For this task, retype the records below exactly.
▬▬▬
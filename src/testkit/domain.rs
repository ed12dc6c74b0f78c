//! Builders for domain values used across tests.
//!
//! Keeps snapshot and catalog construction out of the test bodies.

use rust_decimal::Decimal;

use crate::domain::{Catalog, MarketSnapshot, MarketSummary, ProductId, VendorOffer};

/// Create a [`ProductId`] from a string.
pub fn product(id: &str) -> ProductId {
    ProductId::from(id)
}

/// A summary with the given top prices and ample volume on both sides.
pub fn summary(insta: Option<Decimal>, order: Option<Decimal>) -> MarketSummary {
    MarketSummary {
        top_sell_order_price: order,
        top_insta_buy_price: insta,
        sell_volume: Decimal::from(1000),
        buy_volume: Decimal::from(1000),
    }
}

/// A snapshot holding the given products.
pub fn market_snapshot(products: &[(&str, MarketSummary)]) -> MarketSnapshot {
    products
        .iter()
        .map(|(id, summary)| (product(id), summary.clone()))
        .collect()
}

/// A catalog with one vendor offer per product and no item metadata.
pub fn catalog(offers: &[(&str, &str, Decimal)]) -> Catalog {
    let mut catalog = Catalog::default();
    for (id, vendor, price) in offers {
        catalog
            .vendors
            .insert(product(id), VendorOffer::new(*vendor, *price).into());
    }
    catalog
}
▬▬▬
**Response**
filename src/testkit/domain.rs
repository ed12dc6c74b0f78c
//! Builders for domain values used across tests.
//!
//! Keeps snapshot and catalog construction out of the test bodies.

use rust_decimal::Decimal;

use crate::domain::{Catalog, MarketSnapshot, MarketSummary, ProductId, VendorOffer};

/// Create a [`ProductId`] from a string.
pub fn product(id: &str) -> ProductId {
    ProductId::from(id)
}

/// A summary with the given top prices and ample volume on both sides.
pub fn summary(insta: Option<Decimal>, order: Option<Decimal>) -> MarketSummary {
    MarketSummary {
        top_sell_order_price: order,
        top_insta_buy_price: insta,
        sell_volume: Decimal::from(1000),
        buy_volume: Decimal::from(1000),
    }
}

/// A snapshot holding the given products.
pub fn market_snapshot(products: &[(&str, MarketSummary)]) -> MarketSnapshot {
    products
        .iter()
        .map(|(id, summary)| (product(id), summary.clone()))
        .collect()
}

/// A catalog with one vendor offer per product and no item metadata.
pub fn catalog(offers: &[(&str, &str, Decimal)]) -> Catalog {
    let mut catalog = Catalog::default();
    for (id, vendor, price) in offers {
        catalog
            .vendors
            .insert(product(id), VendorOffer::new(*vendor, *price).into());
    }
    catalog
}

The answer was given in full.